Match Perfecto

Capítulo 7

Capítulo 7 - Alerta en la entrada.

El jueves llegó con la ansiedad de quien espera el desastre.

Valentina tardó demasiado eligiendo vestido para alguien que, en teoría, no le importaba.

“Es solo curiosidad”, se repitió.

Un bar discreto, luces cálidas, música suave.

Braulio estaba ajustándose la manga del traje gris claro cuando sintió una palmada en la espalda.

—¿Desde cuándo frecuentas terrazas románticas un jueves? —preguntó Tomás, divertido.

Braulio ni siquiera se inmutó.

—Reunión.

—Claro. Con velas y jazz suave. —Muy corporativo —respondió Tomás, con algo de ironía en su voz.

Braulio estaba a punto de replicar cuando Tomás miró hacia la puerta que daba al salón contiguo a la entrada.

Su expresión cambió cuando lo escuchó decir:

—Oye… ¿Esa no es Valentina?

El corazón de Braulio se detuvo.

—¿Qué?

—Tu prometida. La acabo de ver pasar hacia el otro salón.

El mundo se inclinó ligeramente hacia la izquierda. O eso sintió Braulio.

“No. No puede ser. No hoy.”

—¿Estás seguro?

—Completamente —aseguró Tomás.

La palabra cayó como una acusación. Al tiempo que vibró su teléfono.

ScarletV: Ya estoy aquí.

Braulio sintió un frío recorrerle la espalda.

“No. No. No ahora. No hoy. No, cuando por fin voy a conocer a alguien que me entiende. No cuando estoy a punto de confirmar que mi matrimonio es solo un trámite frío.”

Si ella lo veía ahí esperando a otra mujer…

Sí creía que tenía una cita…

Aunque, ¿no tenía todo el derecho?

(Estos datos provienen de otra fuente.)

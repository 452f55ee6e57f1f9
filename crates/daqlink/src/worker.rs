// SPDX-License-Identifier: Apache-2.0 OR MIT
// Copyright (c) 2025-2026 naskel.com

//! Named background threads with a disconnect-to-stop signal.

use crate::error::{LinkError, Result};
use crossbeam::channel::{self, Receiver, Sender};
use std::thread::JoinHandle;

/// Background thread plus the sender half of its stop channel.
///
/// The thread receives the other half and must exit once `recv` on it
/// returns (the channel is only ever disconnected, never written to).
pub(crate) struct StopHandle {
    stop_tx: Option<Sender<()>>,
    thread: Option<JoinHandle<()>>,
}

impl StopHandle {
    /// Spawn `body` on a thread called `name`.
    pub(crate) fn spawn<F>(name: String, body: F) -> Result<Self>
    where
        F: FnOnce(Receiver<()>) + Send + 'static,
    {
        let (stop_tx, stop_rx) = channel::bounded::<()>(0);
        let thread = std::thread::Builder::new()
            .name(name)
            .spawn(move || body(stop_rx))
            .map_err(LinkError::Spawn)?;
        Ok(Self {
            stop_tx: Some(stop_tx),
            thread: Some(thread),
        })
    }

    /// Signal the thread and wait for it. Safe to call more than once.
    ///
    /// When called from the thread itself the join is skipped.
    pub(crate) fn stop(&mut self) {
        drop(self.stop_tx.take());
        if let Some(handle) = self.thread.take() {
            if handle.thread().id() == std::thread::current().id() {
                return;
            }
            if handle.join().is_err() {
                tracing::error!("worker thread panicked");
            }
        }
    }
}

impl StopHandle {
    /// Signal the thread without waiting for it; the thread is detached and
    /// exits on its own once it sees the signal.
    pub(crate) fn signal(mut self) {
        drop(self.stop_tx.take());
        drop(self.thread.take());
    }
}

impl Drop for StopHandle {
    fn drop(&mut self) {
        self.stop();
    }
}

Nunca se habían elegido.

Pero, aun así, le dolía imaginarla con otro.

—Tomás —susurró Braulio con urgencia—. Ven conmigo. Ahora.

—¿A dónde?

—Al baño.

—Eso sonó peor de lo que crees —reclamó Tomás.

Del otro lado de la terraza, Valentina estaba siendo abrazada por su mejor amiga, Clarissa.

—¿Qué haces aquí? —preguntó Clarissa.

—Investigación social —respondió Valentina demasiado rápido.

“Perfecto. Perfectísimo. El universo tenía sentido del humor.”

Clarissa entrecerró los ojos.

—¿Estás esperando a alguien?

Antes de que pudiera inventar una respuesta coherente, Clarissa añadió:

—Por cierto… acabo de ver a tu prometido.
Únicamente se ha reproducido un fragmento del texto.